A devastating tsunami triggered by the biggest earthquake on record in Japan killed at least hundreds of people along the country’s northeastern coast on Friday. Many hundreds more were still missing and authorities expected over a thousand deaths.
Japan is a country that has learned to live with earthquakes. Because of rigorous building codes, many towers were able to withstand the quake while levies and concrete walls prevented even more regions from being flooded.
Earthquakes shake Japan every year and tsunamis, while less frequent, are a common occurence in East Asia. Yet, supposedly, the latest catastrophe was a stark reminder of the dangers of global warming.
That, at least, is what the President of the European Economic and Social Committee would have us believe. Not only Japan was struck by the earthquake; “some islands affected by climate change have been hit,” according to Staffan Nilsson.

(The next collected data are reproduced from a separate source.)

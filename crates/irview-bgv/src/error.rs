//! Decode error types.
//!
//! Every stream-level variant carries the byte offset (into the
//! decompressed document) where decoding failed, so a malformed input can
//! be diagnosed against a hex dump. Decode errors are fatal to the current
//! read operation but never corrupt graphs already materialized for other
//! indices.

use thiserror::Error;

/// Errors produced while decoding a graph dump document.
#[derive(Debug, Error)]
pub enum DecodeError {
    /// The magic/version prefix is absent or the major version unsupported.
    #[error("malformed header: {reason}")]
    MalformedHeader { reason: String },

    /// A record's declared length (or a primitive read) exceeds the
    /// remaining bytes.
    #[error("truncated stream at byte {offset}")]
    TruncatedStream { offset: usize },

    /// An unrecognized record tag. Recoverable in lenient mode, where the
    /// record is reported and skipped by its declared length.
    #[error("unknown record tag 0x{tag:02x} at byte {offset}")]
    UnknownRecordTag { tag: u8, offset: usize },

    /// A structurally valid record appeared where the grammar forbids it
    /// (e.g. a group header inside a graph's record block).
    #[error("unexpected record tag 0x{tag:02x} at byte {offset}")]
    UnexpectedRecord { tag: u8, offset: usize },

    /// A string payload was not valid UTF-8.
    #[error("invalid string at byte {offset}")]
    InvalidString { offset: usize },

    /// A variable-length integer was overlong or ran past the stream.
    #[error("invalid varint at byte {offset}")]
    InvalidVarint { offset: usize },

    /// A pool id was referenced but never defined.
    #[error("unresolved pool reference: {id}")]
    UnresolvedPoolReference { id: u32 },

    /// A pool value transitively references itself.
    #[error("constant pool cycle through id {id}")]
    PoolCycleDetected { id: u32 },

    /// An edge or property record named a node id not defined in the graph.
    #[error("dangling edge reference to node {node} at byte {offset}")]
    DanglingEdgeReference { node: i64, offset: usize },

    /// A graph index past the end of the document was requested.
    #[error("graph index {index} out of range (document has {count} graphs)")]
    GraphNotFound { index: usize, count: usize },

    /// Reading the underlying byte source failed.
    #[error("i/o error: {0}")]
    Io(#[from] std::io::Error),
}
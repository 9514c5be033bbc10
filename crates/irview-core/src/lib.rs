pub mod edge;
pub mod error;
pub mod graph;
pub mod id;
pub mod names;
pub mod node;
pub mod props;
pub mod value;

// Re-export commonly used types
pub use edge::Edge;
pub use error::CoreError;
pub use graph::{Block, Graph, GraphSummary, Rank};
pub use id::{EdgeId, GraphIndex, NodeId};
pub use node::Node;
pub use props::{EdgeKind, NodeKind};
pub use value::{PropValue, Props};
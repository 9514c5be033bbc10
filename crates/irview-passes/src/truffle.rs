//! Passes keyed to guest-language (Truffle) graph shapes.
//!
//! AST dumps from Truffle languages bury the interesting structure under
//! interpreter plumbing: frame creation wired through `slots[i]`, loop
//! bodies wrapped in repeating nodes, field accesses split across an
//! accessor and a call, and literal values expanded into construction
//! subtrees. Each pass here matches one of those shapes and rewrites it
//! into something readable, hiding the plumbing rather than deleting it.
//!
//! All rewrites are guarded so a second pipeline run is a no-op: hidden and
//! synthetic nodes are skipped, and already-canonicalized call edges are
//! left alone.

use std::collections::HashSet;

use irview_core::{names, props, Graph, NodeId, NodeKind, PropValue, Props};

use crate::error::PassError;
use crate::rank::{OrderStrategy, RankRegistry};
use crate::{hide_with_edges, Pass};

/// Class-name prefix identifying Truffle framework and guest-language nodes.
pub const TRUFFLE_NAMESPACE: &str = "com.oracle.truffle";

fn is_truffle_graph(graph: &Graph) -> bool {
    graph.nodes().any(|node| {
        node.node_class()
            .is_some_and(|class| class.starts_with(TRUFFLE_NAMESPACE))
    })
}

fn shape_error(pass: &'static str, node: NodeId, reason: String) -> PassError {
    PassError::UnexpectedGraphShape { pass, node, reason }
}

// ---------------------------------------------------------------------------
// Argument canonicalization
// ---------------------------------------------------------------------------

/// Labels call-node children by calling convention: `receiver_` becomes
/// `receiver`, `arguments[N]` becomes `argN` with a positional index, and a
/// rank is registered so the arguments render left-to-right in call order.
pub struct ArgumentsPass;

impl Pass for ArgumentsPass {
    fn name(&self) -> &'static str {
        "truffle-arguments"
    }

    fn applies(&self, graph: &Graph) -> bool {
        is_truffle_graph(graph)
    }

    fn apply(&self, graph: &mut Graph, ranks: &mut RankRegistry) -> Result<(), PassError> {
        for id in graph.node_ids() {
            let node = graph.node(id)?;
            if node.is_hidden() {
                continue;
            }
            let Some(class) = node.node_class() else {
                continue;
            };
            let stripped = names::stripped_name(class);
            let call_like =
                stripped.contains("Call") || stripped.contains("Invoke") || stripped == "Apply";
            if !call_like {
                continue;
            }

            let outputs: Vec<(irview_core::EdgeId, Option<String>, bool)> = graph
                .outputs(id)?
                .into_iter()
                .map(|(eid, edge)| {
                    let done = edge.argument_index().is_some() || edge.label() == Some("receiver");
                    (eid, edge.name().map(str::to_string), done)
                })
                .collect();
            // Already canonicalized on a previous run.
            if outputs.iter().any(|(_, _, done)| *done) {
                continue;
            }

            let mut rewrote = false;
            for (eid, name, _) in &outputs {
                let Some(name) = name else {
                    continue;
                };
                if name == "receiver_" || name == "receiver" {
                    graph.edge_mut(*eid)?.set(props::LABEL, "receiver");
                    rewrote = true;
                } else if let Some(index) = names::indexed_slot(name, "arguments") {
                    let edge = graph.edge_mut(*eid)?;
                    edge.set(props::LABEL, format!("arg{index}"));
                    edge.set(props::ARGUMENT_INDEX, index as i64);
                    rewrote = true;
                }
            }
            if rewrote {
                ranks.register(id, OrderStrategy::ByArgumentConvention);
            }
        }
        Ok(())
    }
}

// ---------------------------------------------------------------------------
// Frame elision
// ---------------------------------------------------------------------------

/// Elides `NewFrame` wrappers: the wrapper's `slots[i]` children are
/// re-parented onto the node that fed the frame, the wrapper and its
/// descriptor feeder are hidden, and the container's slots are registered
/// as a rank group ordered by slot index.
pub struct FrameElisionPass;

impl Pass for FrameElisionPass {
    fn name(&self) -> &'static str {
        "truffle-frames"
    }

    fn applies(&self, graph: &Graph) -> bool {
        is_truffle_graph(graph)
    }

    fn apply(&self, graph: &mut Graph, ranks: &mut RankRegistry) -> Result<(), PassError> {
        for id in graph.node_ids() {
            let node = graph.node(id)?;
            if node.is_hidden() {
                continue;
            }
            let Some(class) = node.node_class() else {
                continue;
            };
            if names::stripped_name(class) != "NewFrame" {
                continue;
            }

            let inputs = graph.inputs(id)?;
            let feeders: Vec<NodeId> = inputs
                .iter()
                .filter(|(_, edge)| edge.name() == Some("frame"))
                .map(|(_, edge)| edge.from)
                .collect();
            if feeders.len() > 1 {
                return Err(shape_error(
                    self.name(),
                    id,
                    format!("expected at most one frame feeder, found {}", feeders.len()),
                ));
            }
            let Some(&container) = feeders.first() else {
                continue;
            };
            let descriptors: Vec<NodeId> = inputs
                .iter()
                .filter(|(_, edge)| edge.name() == Some("descriptor"))
                .map(|(_, edge)| edge.from)
                .collect();
            if descriptors.len() > 1 {
                return Err(shape_error(
                    self.name(),
                    id,
                    format!(
                        "expected at most one descriptor feeder, found {}",
                        descriptors.len()
                    ),
                ));
            }
            let slot_children: Vec<(NodeId, Props)> = graph
                .outputs(id)?
                .into_iter()
                .filter(|(_, edge)| {
                    edge.name()
                        .and_then(|name| names::indexed_slot(name, "slots"))
                        .is_some()
                })
                .map(|(_, edge)| (edge.to, edge.props.clone()))
                .collect();

            for (child, mut edge_props) in slot_children {
                edge_props.insert(props::SYNTHETIC.to_string(), PropValue::Bool(true));
                graph.create_edge(container, child, edge_props)?;
            }
            hide_with_edges(graph, id)?;
            for descriptor in descriptors {
                hide_with_edges(graph, descriptor)?;
            }
            ranks.register(container, OrderStrategy::ByIndexedSlots("slots".into()));
        }
        Ok(())
    }
}

// ---------------------------------------------------------------------------
// Loop elision
// ---------------------------------------------------------------------------

/// Elides repeating-node wrappers: `loop --loopBody--> repeating
/// --bodyNode--> body` becomes a direct `body` edge from the loop to the
/// body, with the wrapper hidden.
pub struct LoopElisionPass;

impl Pass for LoopElisionPass {
    fn name(&self) -> &'static str {
        "truffle-loops"
    }

    fn applies(&self, graph: &Graph) -> bool {
        is_truffle_graph(graph)
    }

    fn apply(&self, graph: &mut Graph, _ranks: &mut RankRegistry) -> Result<(), PassError> {
        for id in graph.node_ids() {
            if graph.node(id)?.is_hidden() {
                continue;
            }
            let wrappers: Vec<NodeId> = graph
                .outputs(id)?
                .into_iter()
                .filter(|(_, edge)| edge.name() == Some("loopBody"))
                .map(|(_, edge)| edge.to)
                .collect();
            for wrapper in wrappers {
                if graph.node(wrapper)?.is_hidden() {
                    continue;
                }
                let bodies: Vec<(NodeId, Props)> = graph
                    .outputs(wrapper)?
                    .into_iter()
                    .filter(|(_, edge)| edge.name() == Some("bodyNode"))
                    .map(|(_, edge)| (edge.to, edge.props.clone()))
                    .collect();
                if bodies.len() != 1 {
                    return Err(shape_error(
                        self.name(),
                        wrapper,
                        format!("expected exactly one bodyNode child, found {}", bodies.len()),
                    ));
                }
                let (body, body_props) = &bodies[0];
                let mut edge_props = body_props.clone();
                edge_props.insert(props::NAME.to_string(), PropValue::from("body"));
                edge_props.insert(props::SYNTHETIC.to_string(), PropValue::Bool(true));
                graph.create_edge(id, *body, edge_props)?;
                hide_with_edges(graph, wrapper)?;
            }
        }
        Ok(())
    }
}

// ---------------------------------------------------------------------------
// Field-access desugaring
// ---------------------------------------------------------------------------

/// Collapses field accessor shapes into a single labeled node.
///
/// A `*ReadField`/`*WriteField` accessor with no `applyNode` child becomes
/// a `FieldRead name`/`FieldWrite name` node. An accessor with exactly one
/// `applyNode` child (the dispatched call) becomes a `CallFieldRead name`/
/// `CallFieldWrite name` node spliced between the accessor's inputs and
/// the call's outputs. Accessors without a string `field` property do not
/// match; two or more `applyNode` children are a shape error.
pub struct FieldAccessPass;

impl Pass for FieldAccessPass {
    fn name(&self) -> &'static str {
        "truffle-fields"
    }

    fn applies(&self, graph: &Graph) -> bool {
        is_truffle_graph(graph)
    }

    fn apply(&self, graph: &mut Graph, _ranks: &mut RankRegistry) -> Result<(), PassError> {
        for id in graph.node_ids() {
            let node = graph.node(id)?;
            if node.is_hidden() || node.is_synthetic() {
                continue;
            }
            let Some(class) = node.node_class() else {
                continue;
            };
            let stripped = names::stripped_name(class);
            let is_write = stripped.ends_with("WriteField");
            if !is_write && !stripped.ends_with("ReadField") {
                continue;
            }
            let Some(field) = node.get(props::FIELD).and_then(PropValue::as_str) else {
                continue;
            };
            let field = field.to_string();
            let class = class.to_string();

            let calls: Vec<NodeId> = graph
                .outputs(id)?
                .into_iter()
                .filter(|(_, edge)| edge.name() == Some("applyNode"))
                .map(|(_, edge)| edge.to)
                .collect();
            let (label, sink, call) = match calls[..] {
                [] => {
                    let label = if is_write {
                        format!("FieldWrite {field}")
                    } else {
                        format!("FieldRead {field}")
                    };
                    (label, id, None)
                }
                [call] => {
                    let label = if is_write {
                        format!("CallFieldWrite {field}")
                    } else {
                        format!("CallFieldRead {field}")
                    };
                    (label, call, Some(call))
                }
                _ => {
                    return Err(shape_error(
                        self.name(),
                        id,
                        format!("expected at most one applyNode child, found {}", calls.len()),
                    ));
                }
            };

            let incoming: Vec<(NodeId, Props)> = graph
                .inputs(id)?
                .into_iter()
                .filter(|(_, edge)| !edge.is_hidden())
                .map(|(_, edge)| (edge.from, edge.props.clone()))
                .collect();
            let outgoing: Vec<(NodeId, Props)> = graph
                .outputs(sink)?
                .into_iter()
                .filter(|(_, edge)| !edge.is_hidden() && edge.name() != Some("applyNode"))
                .map(|(_, edge)| (edge.to, edge.props.clone()))
                .collect();

            let kind = if call.is_some() {
                NodeKind::Call
            } else {
                NodeKind::Memory
            };
            let mut node_props = Props::new();
            node_props.insert(props::NODE_CLASS.to_string(), PropValue::from(class));
            node_props.insert(props::LABEL.to_string(), PropValue::from(label));
            node_props.insert(props::KIND.to_string(), PropValue::from(kind.as_str()));
            node_props.insert(props::FIELD.to_string(), PropValue::from(field));
            let replacement = graph.create_synthetic_node(node_props);

            for (from, mut edge_props) in incoming {
                edge_props.insert(props::SYNTHETIC.to_string(), PropValue::Bool(true));
                graph.create_edge(from, replacement, edge_props)?;
            }
            for (to, mut edge_props) in outgoing {
                edge_props.insert(props::SYNTHETIC.to_string(), PropValue::Bool(true));
                graph.create_edge(replacement, to, edge_props)?;
            }
            hide_with_edges(graph, id)?;
            if let Some(call) = call {
                hide_with_edges(graph, call)?;
            }
        }
        Ok(())
    }
}

// ---------------------------------------------------------------------------
// Literal subtree hiding
// ---------------------------------------------------------------------------

/// Hides literal-construction subtrees: the literal node and everything
/// reachable through its output edges. Traversal is visited-set guarded,
/// so cyclic subtrees terminate.
pub struct LiteralSubtreePass;

impl Pass for LiteralSubtreePass {
    fn name(&self) -> &'static str {
        "truffle-literals"
    }

    fn applies(&self, graph: &Graph) -> bool {
        is_truffle_graph(graph)
    }

    fn apply(&self, graph: &mut Graph, _ranks: &mut RankRegistry) -> Result<(), PassError> {
        let roots: Vec<NodeId> = graph
            .nodes()
            .filter(|node| !node.is_hidden())
            .filter(|node| {
                node.node_class().is_some_and(|class| {
                    names::is_nested(class) && names::stripped_name(class).ends_with("Literal")
                })
            })
            .map(|node| node.id)
            .collect();

        for root in roots {
            let mut visited: HashSet<NodeId> = HashSet::new();
            let mut worklist: Vec<NodeId> = vec![root];
            while let Some(id) = worklist.pop() {
                if !visited.insert(id) {
                    continue;
                }
                graph.node_mut(id)?.set_hidden(true);
                for (_, edge) in graph.outputs(id)? {
                    worklist.push(edge.to);
                }
            }
        }
        Ok(())
    }
}
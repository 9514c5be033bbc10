//! Graph nodes.
//!
//! A [`Node`] is an id, a property bag, and two ordered lists of incident
//! edge ids. Edge order is semantically significant (it encodes positional
//! call arguments, among other things), so the lists are append-only in
//! declaration order and any pass reordering or hiding edges must keep both
//! endpoints consistent, which is why mutation goes through `Graph`.

use serde::{Deserialize, Serialize};
use smallvec::SmallVec;

use crate::id::{EdgeId, NodeId};
use crate::props::{self, NodeKind};
use crate::value::{PropValue, Props};

/// A node in a compiler graph.
#[derive(Debug, Clone, Serialize, Deserialize)]
pub struct Node {
    /// Graph-scoped id, unique for the graph's lifetime.
    pub id: NodeId,
    /// Named properties (see [`crate::props`] for recognized keys).
    pub props: Props,
    /// Edges ending at this node, in declaration order.
    pub inputs: SmallVec<[EdgeId; 4]>,
    /// Edges starting at this node, in declaration order.
    pub outputs: SmallVec<[EdgeId; 4]>,
}

impl Node {
    pub fn new(id: NodeId, props: Props) -> Self {
        Node {
            id,
            props,
            inputs: SmallVec::new(),
            outputs: SmallVec::new(),
        }
    }

    /// Returns the property value for `key`.
    pub fn get(&self, key: &str) -> Option<&PropValue> {
        self.props.get(key)
    }

    /// Sets a property, replacing any previous value.
    pub fn set(&mut self, key: &str, value: impl Into<PropValue>) {
        self.props.insert(key.to_string(), value.into());
    }

    /// Returns the human-readable label, if one has been set.
    pub fn label(&self) -> Option<&str> {
        self.props.get(props::LABEL).and_then(PropValue::as_str)
    }

    /// Returns the fully qualified originating compiler node class.
    pub fn node_class(&self) -> Option<&str> {
        self.props.get(props::NODE_CLASS).and_then(PropValue::as_str)
    }

    /// Returns the node kind, if set to a recognized value.
    pub fn kind(&self) -> Option<NodeKind> {
        self.props
            .get(props::KIND)
            .and_then(PropValue::as_str)
            .and_then(|s| s.parse().ok())
    }

    pub fn is_hidden(&self) -> bool {
        self.flag(props::HIDDEN)
    }

    pub fn set_hidden(&mut self, hidden: bool) {
        self.set(props::HIDDEN, hidden);
    }

    pub fn is_synthetic(&self) -> bool {
        self.flag(props::SYNTHETIC)
    }

    pub fn is_inlined(&self) -> bool {
        self.flag(props::INLINED)
    }

    /// True when the node is spotlighted in the shaded presentation mode.
    pub fn is_shaded(&self) -> bool {
        self.props
            .get(props::SPOTLIGHT)
            .and_then(PropValue::as_str)
            .map_or(false, |s| s == props::SHADED)
    }

    fn flag(&self, key: &str) -> bool {
        self.props
            .get(key)
            .and_then(PropValue::as_bool)
            .unwrap_or(false)
    }
}
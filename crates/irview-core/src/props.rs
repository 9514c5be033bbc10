//! Well-known property keys and the node/edge kind vocabularies.
//!
//! Properties live in a free-form bag, but passes and renderers agree on a
//! small set of symbolic keys and on the string values used for `kind`.
//! The kind enums give typed access; the bag stores their string form.

use std::fmt;
use std::str::FromStr;

use serde::{Deserialize, Serialize};

/// Human-readable label shown by renderers.
pub const LABEL: &str = "label";
/// Node or edge category (see [`NodeKind`] / [`EdgeKind`]).
pub const KIND: &str = "kind";
/// Removed from the rendered view (never physically deleted).
pub const HIDDEN: &str = "hidden";
/// Rendered per-use above each consumer instead of as an element.
pub const INLINED: &str = "inlined";
/// Created by a pass rather than decoded from the file.
pub const SYNTHETIC: &str = "synthetic";
/// Presentation dimming mode; the only recognized value is `"shaded"`.
pub const SPOTLIGHT: &str = "spotlight";
/// Fully qualified originating compiler node class.
pub const NODE_CLASS: &str = "node_class";
/// Slot name the edge's destination fills on its source.
pub const NAME: &str = "name";
/// Edge drawn against its natural direction.
pub const REVERSE: &str = "reverse";
/// Positional argument index assigned by argument canonicalization.
pub const ARGUMENT_INDEX: &str = "argument_index";
/// Resolved source-position frame chain (list of strings, innermost first).
pub const SOURCE_POSITION: &str = "source_position";
/// Field name consumed by field-access desugaring.
pub const FIELD: &str = "field";

/// The value of [`SPOTLIGHT`] marking a dimmed-but-anchored node.
pub const SHADED: &str = "shaded";

/// Node categories recognized by renderers.
#[derive(Debug, Clone, Copy, PartialEq, Eq, Serialize, Deserialize)]
#[serde(rename_all = "lowercase")]
pub enum NodeKind {
    Info,
    Input,
    Control,
    Memory,
    Call,
    Sync,
    Alloc,
    Virtual,
    Guard,
    Calc,
    Other,
}

impl NodeKind {
    pub fn as_str(self) -> &'static str {
        match self {
            NodeKind::Info => "info",
            NodeKind::Input => "input",
            NodeKind::Control => "control",
            NodeKind::Memory => "memory",
            NodeKind::Call => "call",
            NodeKind::Sync => "sync",
            NodeKind::Alloc => "alloc",
            NodeKind::Virtual => "virtual",
            NodeKind::Guard => "guard",
            NodeKind::Calc => "calc",
            NodeKind::Other => "other",
        }
    }
}

impl fmt::Display for NodeKind {
    fn fmt(&self, f: &mut fmt::Formatter<'_>) -> fmt::Result {
        f.write_str(self.as_str())
    }
}

impl FromStr for NodeKind {
    type Err = ();

    fn from_str(s: &str) -> Result<Self, Self::Err> {
        Ok(match s {
            "info" => NodeKind::Info,
            "input" => NodeKind::Input,
            "control" => NodeKind::Control,
            "memory" => NodeKind::Memory,
            "call" => NodeKind::Call,
            "sync" => NodeKind::Sync,
            "alloc" => NodeKind::Alloc,
            "virtual" => NodeKind::Virtual,
            "guard" => NodeKind::Guard,
            "calc" => NodeKind::Calc,
            "other" => NodeKind::Other,
            _ => return Err(()),
        })
    }
}

/// Edge categories recognized by renderers.
#[derive(Debug, Clone, Copy, PartialEq, Eq, Serialize, Deserialize)]
#[serde(rename_all = "lowercase")]
pub enum EdgeKind {
    Data,
    Control,
    Loop,
    Info,
    Other,
}

impl EdgeKind {
    pub fn as_str(self) -> &'static str {
        match self {
            EdgeKind::Data => "data",
            EdgeKind::Control => "control",
            EdgeKind::Loop => "loop",
            EdgeKind::Info => "info",
            EdgeKind::Other => "other",
        }
    }
}

impl fmt::Display for EdgeKind {
    fn fmt(&self, f: &mut fmt::Formatter<'_>) -> fmt::Result {
        f.write_str(self.as_str())
    }
}

impl FromStr for EdgeKind {
    type Err = ();

    fn from_str(s: &str) -> Result<Self, Self::Err> {
        Ok(match s {
            "data" => EdgeKind::Data,
            "control" => EdgeKind::Control,
            "loop" => EdgeKind::Loop,
            "info" => EdgeKind::Info,
            "other" => EdgeKind::Other,
            _ => return Err(()),
        })
    }
}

Has not the time come to demonstrate on solidarity — not least solidarity in combating and adapting to climate change and global warming? Mother Nature has again given us a sign that that is what we need to do.
After all, there were no earthquakes before industry? Natural disaster never struck before humanity began polluting the skies? They did, of course, and while our climate is changing, the devastation in Japan and across the Pacific is not a reminder of it at all.
When global warming alarmists jump on any calamity to make their point, it discredits environmentalism altogether and reveals plainly that to them, it is more about ideology than science.
Japan wasn’t struck by disaster because it pollutes too much. Rather the reason so many Japanese were able to survive the worst earthquake in their recorded history was the incredible advances in science and technology that could only have happened on a free market.